Among those responsible for first triggering-off and then amplifying the sub-prime crisis, the largely unregulated shadow banking sector should be at the top. The graphic below captures the spectacular rise of this sector over the past decade-and-half.



This comes from a New York Fed working paper (via Economix) by Zoltan Pozsar, Tobias Adrian, Adam Ashcraft, and Hayley Boesky. They define shadow banks as

"Financial intermediaries that conduct maturity, credit, and liquidity transformation without access to central bank liquidity or public sector credit guarantees. Examples of shadow banks include finance companies, asset-backed commercial paper (ABCP)conduits, limited-purpose finance companies, structured investment vehicles, credit hedge funds, money market mutual funds, securities lenders, and government-sponsored enterprises...

The shadow banking system rivals the traditional banking system in the intermediation of credit to households and businesses.

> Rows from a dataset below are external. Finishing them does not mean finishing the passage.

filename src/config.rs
/*
 * Responsibility
 * - 環境変数や設定の読み込み (JWT secret / issuer / audience, port, timeouts)
 * - 設定値のバリデーション (不足なら起動失敗)
 * - AuthConfig は起動時に一度だけ組み立て、以後は読み取り専用
 */
use std::fmt;
use std::net::SocketAddr;
use std::str::FromStr;
use std::time::Duration;

#[derive(Debug, Clone, Copy, PartialEq, Eq)]
pub enum AppEnv {
    Development,
    Production,
}

impl AppEnv {
    fn parse(raw: Option<String>) -> Self {
        match raw
            .unwrap_or_else(|| "development".to_string())
            .to_ascii_lowercase()
            .as_str()
        {
            "production" | "prod" => Self::Production,
            _ => Self::Development,
        }
    }

    pub fn is_production(&self) -> bool {
        matches!(self, Self::Production)
    }
}

#[derive(Debug, PartialEq, Eq)]
pub enum ConfigError {
    Missing(&'static str),
    Invalid(&'static str),
}

impl fmt::Display for ConfigError {
    fn fmt(&self, f: &mut fmt::Formatter<'_>) -> fmt::Result {
        match self {
            ConfigError::Missing(key) => write!(f, "missing configuration: {}", key),
            ConfigError::Invalid(key) => write!(f, "invalid configuration: {}", key),
        }
    }
}

impl std::error::Error for ConfigError {}

/// Token verification settings shared by every request.
///
/// The secret is not printable via Debug.
#[derive(Clone)]
pub struct AuthConfig {
    pub secret_key: String,
    pub issuer: String,
    pub audience: String,
    pub leeway_seconds: u64,
}

impl fmt::Debug for AuthConfig {
    fn fmt(&self, f: &mut fmt::Formatter<'_>) -> fmt::Result {
        f.debug_struct("AuthConfig")
            .field("issuer", &self.issuer)
            .field("audience", &self.audience)
            .field("leeway_seconds", &self.leeway_seconds)
            .finish_non_exhaustive()
    }
}

#[derive(Debug, Clone)]
pub struct Config {
    pub addr: SocketAddr,
    pub app_env: AppEnv,

    pub auth: AuthConfig,

    pub request_timeout: Duration,
    pub request_body_limit_bytes: usize,
}

impl Config {
    pub fn from_env() -> Result<Self, ConfigError> {
        dotenvy::dotenv().ok();

        Self::from_vars(|key| std::env::var(key).ok())
    }

    /// Build the config from an arbitrary variable source (the process env in production).
    pub fn from_vars<F>(var: F) -> Result<Self, ConfigError>
    where
        F: Fn(&str) -> Option<String>,
    {
        let port: u16 = match var("APP_PORT") {
            Some(raw) => raw.trim().parse().map_err(|_| ConfigError::Invalid("APP_PORT"))?,
            None => 3000,
        };

        let addr: SocketAddr = SocketAddr::from_str(&format!("0.0.0.0:{}", port))
            .map_err(|_| ConfigError::Invalid("APP_PORT"))?;

        let app_env = AppEnv::parse(var("APP_ENV"));

        let secret_key = var("MIST_API_JWT_SECRET_KEY")
            .filter(|s| !s.is_empty())
            .ok_or(ConfigError::Missing("MIST_API_JWT_SECRET_KEY"))?;

        let issuer =
            var("MIST_API_JWT_ISSUER").ok_or(ConfigError::Missing("MIST_API_JWT_ISSUER"))?;

        let audience =
            var("MIST_API_JWT_AUDIENCE").ok_or(ConfigError::Missing("MIST_API_JWT_AUDIENCE"))?;

        let leeway_seconds = var("ACCESS_TOKEN_LEEWAY_SECONDS")
            .and_then(|v| v.parse::<u64>().ok())
            .unwrap_or(0);

        let request_timeout = var("REQUEST_TIMEOUT_SECONDS")
            .and_then(|v| v.parse::<u64>().ok())
            .filter(|secs| *secs > 0)
            .map(Duration::from_secs)
            .unwrap_or(Duration::from_secs(30));

        let request_body_limit_bytes = var("REQUEST_BODY_LIMIT_BYTES")
            .and_then(|v| v.parse::<usize>().ok())
            .unwrap_or(1024 * 1024);

        Ok(Self {
            addr,
            app_env,
            auth: AuthConfig {
                secret_key,
                issuer,
                audience,
                leeway_seconds,
            },
            request_timeout,
            request_body_limit_bytes,
        })
    }
}

#[cfg(test)]
mod tests {
    use std::collections::HashMap;

    use super::*;

    fn vars(pairs: &[(&str, &str)]) -> impl Fn(&str) -> Option<String> {
        let map: HashMap<String, String> = pairs
            .iter()
            .map(|(k, v)| (k.to_string(), v.to_string()))
            .collect();
        move |key: &str| map.get(key).cloned()
    }

    const REQUIRED: [(&str, &str); 3] = [
        ("MIST_API_JWT_SECRET_KEY", "s1"),
        ("MIST_API_JWT_ISSUER", "mist-api"),
        ("MIST_API_JWT_AUDIENCE", "mist-io"),
    ];

    #[test]
    fn defaults_apply_when_only_auth_values_are_set() {
        let config = Config::from_vars(vars(&REQUIRED)).unwrap();

        assert_eq!(config.addr.port(), 3000);
        assert_eq!(config.app_env, AppEnv::Development);
        assert_eq!(config.auth.secret_key, "s1");
        assert_eq!(config.auth.issuer, "mist-api");
        assert_eq!(config.auth.audience, "mist-io");
        assert_eq!(config.auth.leeway_seconds, 0);
        assert_eq!(config.request_timeout, Duration::from_secs(30));
        assert_eq!(config.request_body_limit_bytes, 1024 * 1024);
    }

    #[test]
    fn missing_secret_fails_startup() {
        let err = Config::from_vars(vars(&REQUIRED[1..])).unwrap_err();
        assert_eq!(err, ConfigError::Missing("MIST_API_JWT_SECRET_KEY"));
    }

    #[test]
    fn empty_secret_is_treated_as_missing() {
        let err = Config::from_vars(vars(&[
            ("MIST_API_JWT_SECRET_KEY", ""),
            ("MIST_API_JWT_ISSUER", "mist-api"),
            ("MIST_API_JWT_AUDIENCE", "mist-io"),
        ]))
        .unwrap_err();
        assert_eq!(err, ConfigError::Missing("MIST_API_JWT_SECRET_KEY"));
    }

    #[test]
    fn missing_issuer_and_audience_are_reported_by_name() {
        let err = Config::from_vars(vars(&[("MIST_API_JWT_SECRET_KEY", "s1")])).unwrap_err();
        assert_eq!(err, ConfigError::Missing("MIST_API_JWT_ISSUER"));

        let err = Config::from_vars(vars(&REQUIRED[..2])).unwrap_err();
        assert_eq!(err, ConfigError::Missing("MIST_API_JWT_AUDIENCE"));
    }

    #[test]
    fn non_numeric_port_is_invalid() {
        let mut pairs = REQUIRED.to_vec();
        pairs.push(("APP_PORT", "eighty"));
        let err = Config::from_vars(vars(&pairs)).unwrap_err();
        assert_eq!(err, ConfigError::Invalid("APP_PORT"));
    }

    #[test]
    fn overrides_are_honoured() {
        let mut pairs = REQUIRED.to_vec();
        pairs.extend([
            ("APP_PORT", "8080"),
            ("APP_ENV", "PROD"),
            ("ACCESS_TOKEN_LEEWAY_SECONDS", "5"),
            ("REQUEST_TIMEOUT_SECONDS", "3"),
            ("REQUEST_BODY_LIMIT_BYTES", "2048"),
        ]);
        let config = Config::from_vars(vars(&pairs)).unwrap();

        assert_eq!(config.addr.port(), 8080);
        assert!(config.app_env.is_production());
        assert_eq!(config.auth.leeway_seconds, 5);
        assert_eq!(config.request_timeout, Duration::from_secs(3));
        assert_eq!(config.request_body_limit_bytes, 2048);
    }

    #[test]
    fn debug_output_hides_the_secret() {
        let config = Config::from_vars(vars(&[
            ("MIST_API_JWT_SECRET_KEY", "very-secret-value"),
            ("MIST_API_JWT_ISSUER", "mist-api"),
            ("MIST_API_JWT_AUDIENCE", "mist-io"),
        ]))
        .unwrap();

        let printed = format!("{:?}", config);
        assert!(!printed.contains("very-secret-value"));
        assert!(printed.contains("mist-api"));
    }
}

Over the past decade, the shadow banking system provided sources of inexpensive funding for credit by converting opaque, risky, long-term assets into money-like and seemingly riskless short-term liabilities. Maturity and credit transformation in the shadow banking system thus contributed significantly to asset bubbles in residential and commercial real estate markets prior to the financial crisis."

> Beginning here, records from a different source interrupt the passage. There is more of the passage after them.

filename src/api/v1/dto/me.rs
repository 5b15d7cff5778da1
/*
 * Responsibility
 * - GET /me の response DTO
 * - token 本体は返さない (呼び出し元は既に持っている)
 */
use serde::Serialize;

#[derive(Debug, Serialize)]
pub struct MeResponse {
    pub user_id: String,
    #[serde(skip_serializing_if = "Option::is_none")]
    pub subject: Option<String>,
    pub issuer: String,
    pub audience: Vec<String>,
    pub expires_at: u64,
}
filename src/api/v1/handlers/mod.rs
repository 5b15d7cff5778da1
pub mod health;
pub mod me;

And about how the shadow banking system contributed to the crisis,

"The shadow banking system became severely strained during the financial crisis because, like traditional banks, shadow banks conduct credit, maturity, and liquidity transformation, but unlike traditional financial intermediaries, they lack access to public sources of liquidity, such as the Federal Reserve’s discount window, or public sources of insurance, such as federal deposit insurance. The liquidity facilities of the Federal Reserve and other government agencies’ guarantee schemes were a direct response to the liquidity and capital shortfalls of shadow banks and, effectively, provided either a backstop to credit intermediation by the shadow banking system or to traditional banks for the exposure to shadow banks."


Update 1 (4/6/2011)

Economist has this graphic about the global outstanding OTC derivatives. According to the Bank for International Settlements (BIS), it stood at $601 trillion in December 2010, up from $583 trillion six months earlier.

1 comment:

Anonymous said...

We dont seem to have too many such shadow banks in India . Any ideas?